WHAT TO PRODUCE –
Filter the records, keeping every line that has the string "WheelSide".

RECORD SET –
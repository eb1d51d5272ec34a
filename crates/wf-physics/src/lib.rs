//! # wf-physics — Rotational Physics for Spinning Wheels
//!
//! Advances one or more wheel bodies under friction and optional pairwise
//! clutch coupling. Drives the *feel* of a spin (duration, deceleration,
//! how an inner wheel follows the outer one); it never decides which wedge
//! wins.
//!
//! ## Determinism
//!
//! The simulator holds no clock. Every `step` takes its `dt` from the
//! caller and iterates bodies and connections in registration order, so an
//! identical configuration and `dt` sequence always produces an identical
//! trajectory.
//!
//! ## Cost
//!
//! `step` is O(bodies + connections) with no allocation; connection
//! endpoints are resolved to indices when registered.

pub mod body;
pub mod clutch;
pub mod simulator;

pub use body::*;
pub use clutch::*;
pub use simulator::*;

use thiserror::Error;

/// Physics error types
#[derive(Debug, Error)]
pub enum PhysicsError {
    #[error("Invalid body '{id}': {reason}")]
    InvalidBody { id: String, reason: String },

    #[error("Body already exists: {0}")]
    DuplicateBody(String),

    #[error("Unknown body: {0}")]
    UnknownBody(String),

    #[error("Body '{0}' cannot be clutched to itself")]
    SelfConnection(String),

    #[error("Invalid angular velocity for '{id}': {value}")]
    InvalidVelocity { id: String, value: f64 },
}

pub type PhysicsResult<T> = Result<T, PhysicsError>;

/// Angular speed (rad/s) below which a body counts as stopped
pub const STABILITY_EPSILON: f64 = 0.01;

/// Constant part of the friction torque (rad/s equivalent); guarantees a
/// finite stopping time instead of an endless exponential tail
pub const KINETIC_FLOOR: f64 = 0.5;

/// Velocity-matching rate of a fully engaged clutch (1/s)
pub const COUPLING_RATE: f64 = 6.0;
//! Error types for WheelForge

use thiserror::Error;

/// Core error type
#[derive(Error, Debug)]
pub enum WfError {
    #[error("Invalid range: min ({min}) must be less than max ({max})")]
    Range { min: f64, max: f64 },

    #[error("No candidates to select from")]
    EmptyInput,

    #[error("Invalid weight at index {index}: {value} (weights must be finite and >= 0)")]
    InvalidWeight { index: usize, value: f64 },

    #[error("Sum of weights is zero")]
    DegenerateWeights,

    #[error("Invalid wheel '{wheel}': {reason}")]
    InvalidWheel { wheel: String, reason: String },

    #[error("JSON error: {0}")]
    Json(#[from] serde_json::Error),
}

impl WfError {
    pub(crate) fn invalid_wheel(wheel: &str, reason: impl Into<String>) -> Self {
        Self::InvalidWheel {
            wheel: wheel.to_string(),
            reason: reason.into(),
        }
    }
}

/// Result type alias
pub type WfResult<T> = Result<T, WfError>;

---

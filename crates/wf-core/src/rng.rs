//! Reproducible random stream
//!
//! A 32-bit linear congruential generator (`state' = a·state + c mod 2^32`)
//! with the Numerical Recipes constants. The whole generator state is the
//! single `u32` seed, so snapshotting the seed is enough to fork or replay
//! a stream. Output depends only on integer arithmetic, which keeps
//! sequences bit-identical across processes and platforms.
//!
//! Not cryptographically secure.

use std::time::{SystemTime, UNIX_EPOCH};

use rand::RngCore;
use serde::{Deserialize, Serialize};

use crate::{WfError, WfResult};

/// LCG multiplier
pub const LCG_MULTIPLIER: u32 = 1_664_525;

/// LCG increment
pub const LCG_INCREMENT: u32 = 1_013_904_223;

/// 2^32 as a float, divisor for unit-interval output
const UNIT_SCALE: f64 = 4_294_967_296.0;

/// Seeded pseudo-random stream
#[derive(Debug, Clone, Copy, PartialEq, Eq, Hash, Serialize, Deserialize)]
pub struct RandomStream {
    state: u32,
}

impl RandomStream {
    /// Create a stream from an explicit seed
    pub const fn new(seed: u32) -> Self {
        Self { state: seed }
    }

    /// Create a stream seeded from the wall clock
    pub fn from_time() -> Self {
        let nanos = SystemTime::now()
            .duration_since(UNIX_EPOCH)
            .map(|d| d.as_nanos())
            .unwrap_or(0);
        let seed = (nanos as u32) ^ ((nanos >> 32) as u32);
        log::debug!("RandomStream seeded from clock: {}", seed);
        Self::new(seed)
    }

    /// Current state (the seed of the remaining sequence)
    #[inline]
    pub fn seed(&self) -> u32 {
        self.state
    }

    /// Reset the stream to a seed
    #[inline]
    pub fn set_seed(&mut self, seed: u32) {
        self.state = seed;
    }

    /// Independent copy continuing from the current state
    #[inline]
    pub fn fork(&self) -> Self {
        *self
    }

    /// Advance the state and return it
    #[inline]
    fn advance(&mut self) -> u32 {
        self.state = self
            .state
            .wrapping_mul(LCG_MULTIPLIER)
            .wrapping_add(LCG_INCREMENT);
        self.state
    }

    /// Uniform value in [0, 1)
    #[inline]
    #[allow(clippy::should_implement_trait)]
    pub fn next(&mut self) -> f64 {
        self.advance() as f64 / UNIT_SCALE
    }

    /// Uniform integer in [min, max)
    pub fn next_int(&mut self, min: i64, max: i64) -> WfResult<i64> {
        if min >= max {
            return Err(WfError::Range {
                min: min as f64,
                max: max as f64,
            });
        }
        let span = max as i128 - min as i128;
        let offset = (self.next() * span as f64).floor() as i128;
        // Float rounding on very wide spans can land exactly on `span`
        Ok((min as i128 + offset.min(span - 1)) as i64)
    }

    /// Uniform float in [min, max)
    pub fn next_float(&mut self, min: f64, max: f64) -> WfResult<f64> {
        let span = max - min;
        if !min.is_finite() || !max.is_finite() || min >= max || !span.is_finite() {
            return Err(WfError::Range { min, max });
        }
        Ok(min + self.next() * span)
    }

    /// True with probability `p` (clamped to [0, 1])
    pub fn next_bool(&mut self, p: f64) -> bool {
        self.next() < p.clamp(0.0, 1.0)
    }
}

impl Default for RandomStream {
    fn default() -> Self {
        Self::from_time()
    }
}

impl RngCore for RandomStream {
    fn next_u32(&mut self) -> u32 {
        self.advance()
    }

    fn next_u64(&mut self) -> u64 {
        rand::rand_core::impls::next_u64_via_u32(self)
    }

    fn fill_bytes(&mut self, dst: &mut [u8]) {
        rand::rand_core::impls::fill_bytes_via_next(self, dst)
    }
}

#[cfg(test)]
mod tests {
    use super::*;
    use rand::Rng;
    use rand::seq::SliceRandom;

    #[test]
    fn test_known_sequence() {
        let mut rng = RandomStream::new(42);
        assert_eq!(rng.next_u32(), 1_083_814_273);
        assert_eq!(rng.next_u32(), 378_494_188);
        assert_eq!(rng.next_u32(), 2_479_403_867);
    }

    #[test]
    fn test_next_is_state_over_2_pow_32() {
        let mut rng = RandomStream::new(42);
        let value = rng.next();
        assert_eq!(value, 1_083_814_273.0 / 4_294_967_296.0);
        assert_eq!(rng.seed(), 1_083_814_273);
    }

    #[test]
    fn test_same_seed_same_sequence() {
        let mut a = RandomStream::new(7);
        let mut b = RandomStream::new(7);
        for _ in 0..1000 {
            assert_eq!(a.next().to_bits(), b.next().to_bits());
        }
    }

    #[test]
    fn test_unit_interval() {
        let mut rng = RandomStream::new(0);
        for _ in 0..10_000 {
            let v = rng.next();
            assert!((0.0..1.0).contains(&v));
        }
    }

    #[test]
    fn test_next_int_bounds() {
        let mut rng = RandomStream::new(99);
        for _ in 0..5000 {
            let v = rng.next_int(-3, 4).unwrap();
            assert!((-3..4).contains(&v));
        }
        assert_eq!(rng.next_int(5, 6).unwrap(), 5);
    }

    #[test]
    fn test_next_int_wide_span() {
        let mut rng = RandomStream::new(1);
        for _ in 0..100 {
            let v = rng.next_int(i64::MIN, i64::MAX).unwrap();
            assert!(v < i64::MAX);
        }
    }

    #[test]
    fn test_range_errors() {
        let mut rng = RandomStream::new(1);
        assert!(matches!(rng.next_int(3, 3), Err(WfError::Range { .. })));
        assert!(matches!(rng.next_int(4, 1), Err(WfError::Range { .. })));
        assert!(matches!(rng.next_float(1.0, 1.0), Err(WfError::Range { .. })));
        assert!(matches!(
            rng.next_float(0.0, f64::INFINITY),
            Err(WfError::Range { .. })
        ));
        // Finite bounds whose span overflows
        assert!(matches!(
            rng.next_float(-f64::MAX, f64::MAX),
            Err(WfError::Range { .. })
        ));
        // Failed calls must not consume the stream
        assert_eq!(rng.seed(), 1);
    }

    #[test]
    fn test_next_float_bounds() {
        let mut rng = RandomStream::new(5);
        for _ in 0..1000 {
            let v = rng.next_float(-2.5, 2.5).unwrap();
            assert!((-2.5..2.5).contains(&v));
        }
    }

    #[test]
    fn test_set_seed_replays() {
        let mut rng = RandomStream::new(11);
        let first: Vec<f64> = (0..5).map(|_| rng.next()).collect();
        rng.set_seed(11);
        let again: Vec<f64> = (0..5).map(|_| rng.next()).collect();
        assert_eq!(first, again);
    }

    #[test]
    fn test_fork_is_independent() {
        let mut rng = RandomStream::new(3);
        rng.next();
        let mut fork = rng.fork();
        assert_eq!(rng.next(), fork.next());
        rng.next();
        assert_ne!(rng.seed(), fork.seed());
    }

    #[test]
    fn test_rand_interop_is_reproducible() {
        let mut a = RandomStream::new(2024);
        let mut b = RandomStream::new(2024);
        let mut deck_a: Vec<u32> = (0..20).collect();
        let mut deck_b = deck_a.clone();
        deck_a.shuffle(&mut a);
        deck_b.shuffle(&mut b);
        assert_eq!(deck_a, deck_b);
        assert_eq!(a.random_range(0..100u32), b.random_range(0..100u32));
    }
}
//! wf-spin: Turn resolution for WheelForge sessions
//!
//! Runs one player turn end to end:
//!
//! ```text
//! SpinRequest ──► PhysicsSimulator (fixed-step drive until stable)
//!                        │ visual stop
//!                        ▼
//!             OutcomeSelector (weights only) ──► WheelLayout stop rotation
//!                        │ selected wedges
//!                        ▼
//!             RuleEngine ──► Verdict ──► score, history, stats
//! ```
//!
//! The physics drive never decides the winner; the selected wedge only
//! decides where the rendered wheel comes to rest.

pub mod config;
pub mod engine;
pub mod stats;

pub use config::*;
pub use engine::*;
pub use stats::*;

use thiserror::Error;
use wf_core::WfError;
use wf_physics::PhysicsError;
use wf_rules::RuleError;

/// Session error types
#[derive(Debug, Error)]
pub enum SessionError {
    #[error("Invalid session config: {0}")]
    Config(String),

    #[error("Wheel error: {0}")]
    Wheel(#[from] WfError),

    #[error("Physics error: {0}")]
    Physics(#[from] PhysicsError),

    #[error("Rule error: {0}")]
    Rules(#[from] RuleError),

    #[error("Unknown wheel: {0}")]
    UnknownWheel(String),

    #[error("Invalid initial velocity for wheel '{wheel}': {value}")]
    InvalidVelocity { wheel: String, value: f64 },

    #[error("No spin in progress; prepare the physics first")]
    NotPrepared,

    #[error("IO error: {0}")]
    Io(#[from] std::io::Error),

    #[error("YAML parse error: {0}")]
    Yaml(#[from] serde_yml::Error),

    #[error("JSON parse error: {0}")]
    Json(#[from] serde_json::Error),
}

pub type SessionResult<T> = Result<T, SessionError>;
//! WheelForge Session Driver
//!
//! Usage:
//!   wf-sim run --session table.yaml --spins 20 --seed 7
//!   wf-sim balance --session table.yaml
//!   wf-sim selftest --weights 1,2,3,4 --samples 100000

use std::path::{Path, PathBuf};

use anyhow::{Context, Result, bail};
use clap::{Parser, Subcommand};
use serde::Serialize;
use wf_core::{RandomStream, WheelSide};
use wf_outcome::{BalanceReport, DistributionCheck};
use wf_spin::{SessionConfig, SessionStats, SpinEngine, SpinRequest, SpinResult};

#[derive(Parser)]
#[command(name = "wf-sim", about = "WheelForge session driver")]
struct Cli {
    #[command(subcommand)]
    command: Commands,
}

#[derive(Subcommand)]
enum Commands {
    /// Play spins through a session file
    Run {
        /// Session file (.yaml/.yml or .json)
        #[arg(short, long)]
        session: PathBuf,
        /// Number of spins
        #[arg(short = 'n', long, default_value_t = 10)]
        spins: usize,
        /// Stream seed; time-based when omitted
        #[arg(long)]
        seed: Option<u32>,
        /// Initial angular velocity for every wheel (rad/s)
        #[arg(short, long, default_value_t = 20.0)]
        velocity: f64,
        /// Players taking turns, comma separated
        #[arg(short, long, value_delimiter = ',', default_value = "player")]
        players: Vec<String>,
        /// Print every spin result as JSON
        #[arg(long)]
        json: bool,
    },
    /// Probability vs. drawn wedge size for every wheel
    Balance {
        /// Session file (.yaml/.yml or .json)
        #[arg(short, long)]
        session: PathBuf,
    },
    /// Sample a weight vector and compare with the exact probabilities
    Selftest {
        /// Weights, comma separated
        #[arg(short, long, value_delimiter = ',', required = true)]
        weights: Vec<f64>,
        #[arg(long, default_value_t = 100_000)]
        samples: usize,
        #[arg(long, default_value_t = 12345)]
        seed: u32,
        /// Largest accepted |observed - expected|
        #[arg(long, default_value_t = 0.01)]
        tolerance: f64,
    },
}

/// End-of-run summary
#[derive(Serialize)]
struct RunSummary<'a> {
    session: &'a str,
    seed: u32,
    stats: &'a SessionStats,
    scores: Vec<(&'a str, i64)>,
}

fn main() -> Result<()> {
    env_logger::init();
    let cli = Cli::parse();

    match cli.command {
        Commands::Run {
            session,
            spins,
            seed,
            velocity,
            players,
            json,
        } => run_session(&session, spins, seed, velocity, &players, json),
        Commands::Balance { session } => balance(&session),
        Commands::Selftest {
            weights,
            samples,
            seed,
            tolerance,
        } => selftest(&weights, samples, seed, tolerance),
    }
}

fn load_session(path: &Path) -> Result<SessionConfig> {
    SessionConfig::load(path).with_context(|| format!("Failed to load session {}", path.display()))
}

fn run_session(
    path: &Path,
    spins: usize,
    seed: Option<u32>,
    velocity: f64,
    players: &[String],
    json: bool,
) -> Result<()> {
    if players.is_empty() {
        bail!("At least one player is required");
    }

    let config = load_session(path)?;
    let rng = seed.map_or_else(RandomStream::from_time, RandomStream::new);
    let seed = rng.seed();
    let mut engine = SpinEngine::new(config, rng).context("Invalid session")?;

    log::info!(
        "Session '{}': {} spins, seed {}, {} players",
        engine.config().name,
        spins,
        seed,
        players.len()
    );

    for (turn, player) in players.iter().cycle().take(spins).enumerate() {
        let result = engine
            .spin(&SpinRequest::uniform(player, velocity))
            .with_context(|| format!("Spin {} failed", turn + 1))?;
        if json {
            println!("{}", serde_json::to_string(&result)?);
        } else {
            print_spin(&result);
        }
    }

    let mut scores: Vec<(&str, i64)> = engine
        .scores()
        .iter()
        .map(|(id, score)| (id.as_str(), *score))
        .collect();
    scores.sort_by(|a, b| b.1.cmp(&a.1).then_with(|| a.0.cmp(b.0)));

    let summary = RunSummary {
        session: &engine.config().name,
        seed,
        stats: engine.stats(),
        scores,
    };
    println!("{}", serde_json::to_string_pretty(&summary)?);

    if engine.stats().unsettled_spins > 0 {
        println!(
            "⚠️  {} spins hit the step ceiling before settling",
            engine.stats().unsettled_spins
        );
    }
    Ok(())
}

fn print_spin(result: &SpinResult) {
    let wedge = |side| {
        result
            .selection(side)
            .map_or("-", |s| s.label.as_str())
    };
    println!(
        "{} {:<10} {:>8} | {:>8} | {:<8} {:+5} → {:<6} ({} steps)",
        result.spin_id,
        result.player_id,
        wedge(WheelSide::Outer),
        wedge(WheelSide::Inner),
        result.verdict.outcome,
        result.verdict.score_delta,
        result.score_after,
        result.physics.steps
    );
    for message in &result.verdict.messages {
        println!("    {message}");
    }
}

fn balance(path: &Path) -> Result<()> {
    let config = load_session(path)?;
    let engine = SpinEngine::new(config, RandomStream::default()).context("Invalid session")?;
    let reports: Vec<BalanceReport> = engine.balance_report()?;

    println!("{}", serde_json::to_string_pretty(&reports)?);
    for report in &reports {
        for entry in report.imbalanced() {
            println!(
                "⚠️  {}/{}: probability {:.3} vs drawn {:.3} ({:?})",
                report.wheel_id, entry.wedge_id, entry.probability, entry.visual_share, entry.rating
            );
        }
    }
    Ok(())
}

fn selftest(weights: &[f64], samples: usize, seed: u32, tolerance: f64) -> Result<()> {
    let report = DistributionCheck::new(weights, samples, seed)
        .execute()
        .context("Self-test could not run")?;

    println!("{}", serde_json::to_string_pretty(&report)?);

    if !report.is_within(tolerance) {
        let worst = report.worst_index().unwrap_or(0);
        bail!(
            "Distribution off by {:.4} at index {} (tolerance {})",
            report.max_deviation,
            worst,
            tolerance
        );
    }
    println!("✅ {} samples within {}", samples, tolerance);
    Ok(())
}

==

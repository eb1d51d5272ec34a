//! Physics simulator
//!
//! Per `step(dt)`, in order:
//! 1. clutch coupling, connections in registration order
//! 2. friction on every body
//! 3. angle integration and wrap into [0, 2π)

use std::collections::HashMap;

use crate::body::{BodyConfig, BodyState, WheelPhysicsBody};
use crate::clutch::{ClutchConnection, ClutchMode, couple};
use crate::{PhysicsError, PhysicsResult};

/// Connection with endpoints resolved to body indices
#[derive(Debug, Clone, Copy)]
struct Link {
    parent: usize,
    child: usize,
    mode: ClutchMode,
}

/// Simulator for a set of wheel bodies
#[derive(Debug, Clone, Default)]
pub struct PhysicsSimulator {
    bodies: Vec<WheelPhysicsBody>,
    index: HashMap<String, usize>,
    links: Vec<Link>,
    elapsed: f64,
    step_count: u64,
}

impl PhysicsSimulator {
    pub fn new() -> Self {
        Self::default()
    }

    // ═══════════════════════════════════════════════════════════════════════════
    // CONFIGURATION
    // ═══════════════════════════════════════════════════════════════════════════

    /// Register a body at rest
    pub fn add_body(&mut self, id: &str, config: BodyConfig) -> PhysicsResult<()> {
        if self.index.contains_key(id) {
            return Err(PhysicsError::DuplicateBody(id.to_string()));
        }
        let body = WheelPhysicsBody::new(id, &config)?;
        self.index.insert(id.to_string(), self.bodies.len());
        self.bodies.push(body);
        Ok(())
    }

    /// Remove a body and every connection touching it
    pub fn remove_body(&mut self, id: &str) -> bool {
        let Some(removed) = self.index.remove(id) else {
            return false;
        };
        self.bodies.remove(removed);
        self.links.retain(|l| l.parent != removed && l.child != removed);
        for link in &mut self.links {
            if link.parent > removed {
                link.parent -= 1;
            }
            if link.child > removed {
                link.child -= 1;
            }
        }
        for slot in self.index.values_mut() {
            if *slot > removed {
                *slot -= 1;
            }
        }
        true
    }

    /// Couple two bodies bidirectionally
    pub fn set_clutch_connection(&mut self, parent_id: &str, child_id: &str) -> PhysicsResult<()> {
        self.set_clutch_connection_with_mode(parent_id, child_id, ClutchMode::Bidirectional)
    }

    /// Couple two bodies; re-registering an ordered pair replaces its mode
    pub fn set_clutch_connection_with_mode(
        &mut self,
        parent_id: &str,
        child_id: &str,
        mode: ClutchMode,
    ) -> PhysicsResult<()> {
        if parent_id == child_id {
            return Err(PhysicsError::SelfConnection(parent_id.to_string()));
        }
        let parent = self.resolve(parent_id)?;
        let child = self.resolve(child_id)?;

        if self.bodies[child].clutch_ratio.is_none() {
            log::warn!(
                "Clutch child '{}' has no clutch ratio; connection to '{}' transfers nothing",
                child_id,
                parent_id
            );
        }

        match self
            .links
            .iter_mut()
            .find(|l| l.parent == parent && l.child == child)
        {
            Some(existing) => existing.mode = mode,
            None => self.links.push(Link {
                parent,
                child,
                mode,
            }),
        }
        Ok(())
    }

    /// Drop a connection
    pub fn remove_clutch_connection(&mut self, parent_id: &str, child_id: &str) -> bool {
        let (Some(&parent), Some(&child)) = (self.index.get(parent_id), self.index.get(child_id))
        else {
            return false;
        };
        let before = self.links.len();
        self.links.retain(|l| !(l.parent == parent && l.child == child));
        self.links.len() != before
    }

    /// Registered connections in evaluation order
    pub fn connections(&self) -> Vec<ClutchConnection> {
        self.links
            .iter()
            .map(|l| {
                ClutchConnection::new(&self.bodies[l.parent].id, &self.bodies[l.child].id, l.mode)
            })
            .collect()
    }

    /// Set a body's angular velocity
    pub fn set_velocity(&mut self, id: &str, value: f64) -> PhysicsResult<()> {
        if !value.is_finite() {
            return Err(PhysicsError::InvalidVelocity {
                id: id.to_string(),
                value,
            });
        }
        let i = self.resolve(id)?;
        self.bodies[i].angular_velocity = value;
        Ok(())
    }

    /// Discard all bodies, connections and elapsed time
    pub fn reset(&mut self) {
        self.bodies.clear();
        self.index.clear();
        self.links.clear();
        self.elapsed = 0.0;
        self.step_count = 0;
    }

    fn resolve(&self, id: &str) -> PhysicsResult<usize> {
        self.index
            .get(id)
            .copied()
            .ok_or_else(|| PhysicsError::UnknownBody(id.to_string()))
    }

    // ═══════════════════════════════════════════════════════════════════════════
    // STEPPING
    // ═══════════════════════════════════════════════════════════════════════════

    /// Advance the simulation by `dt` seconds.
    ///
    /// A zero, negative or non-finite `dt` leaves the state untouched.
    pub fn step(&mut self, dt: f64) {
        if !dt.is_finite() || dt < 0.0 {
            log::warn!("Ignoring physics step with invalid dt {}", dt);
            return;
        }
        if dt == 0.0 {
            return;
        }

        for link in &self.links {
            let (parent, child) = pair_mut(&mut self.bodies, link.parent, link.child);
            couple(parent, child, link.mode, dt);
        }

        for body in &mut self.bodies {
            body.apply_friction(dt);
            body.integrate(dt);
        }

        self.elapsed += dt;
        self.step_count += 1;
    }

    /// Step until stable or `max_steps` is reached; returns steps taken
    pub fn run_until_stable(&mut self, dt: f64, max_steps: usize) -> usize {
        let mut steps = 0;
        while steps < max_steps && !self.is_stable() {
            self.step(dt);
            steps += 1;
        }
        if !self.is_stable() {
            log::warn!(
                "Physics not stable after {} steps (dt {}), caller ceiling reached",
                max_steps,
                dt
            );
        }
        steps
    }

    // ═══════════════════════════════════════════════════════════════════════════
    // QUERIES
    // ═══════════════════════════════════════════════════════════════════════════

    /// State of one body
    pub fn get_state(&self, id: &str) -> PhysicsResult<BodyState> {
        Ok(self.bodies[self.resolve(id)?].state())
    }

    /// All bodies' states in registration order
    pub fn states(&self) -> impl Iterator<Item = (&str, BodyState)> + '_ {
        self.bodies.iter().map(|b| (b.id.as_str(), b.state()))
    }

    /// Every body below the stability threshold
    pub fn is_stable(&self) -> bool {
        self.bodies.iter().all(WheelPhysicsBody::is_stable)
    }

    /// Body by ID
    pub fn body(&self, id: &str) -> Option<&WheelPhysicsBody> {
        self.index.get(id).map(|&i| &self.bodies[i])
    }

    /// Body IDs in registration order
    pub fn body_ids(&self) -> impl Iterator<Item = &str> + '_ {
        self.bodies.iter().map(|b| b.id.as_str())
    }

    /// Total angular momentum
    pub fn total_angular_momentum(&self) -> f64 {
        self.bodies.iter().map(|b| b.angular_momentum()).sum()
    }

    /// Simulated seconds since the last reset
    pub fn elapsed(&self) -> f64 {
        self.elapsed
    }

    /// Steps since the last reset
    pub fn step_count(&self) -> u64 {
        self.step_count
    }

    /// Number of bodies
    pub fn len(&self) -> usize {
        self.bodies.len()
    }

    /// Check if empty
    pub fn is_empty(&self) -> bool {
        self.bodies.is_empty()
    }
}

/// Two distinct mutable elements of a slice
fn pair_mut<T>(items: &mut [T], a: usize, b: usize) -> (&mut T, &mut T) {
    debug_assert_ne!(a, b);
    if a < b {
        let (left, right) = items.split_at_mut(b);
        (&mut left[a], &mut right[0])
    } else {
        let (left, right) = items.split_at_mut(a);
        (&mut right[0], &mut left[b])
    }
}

SOLUTION FOR THIS PROBLEM –
use wf_core::{RandomStream, WheelSide};
        wedge(WheelSide::Outer),
        wedge(WheelSide::Inner),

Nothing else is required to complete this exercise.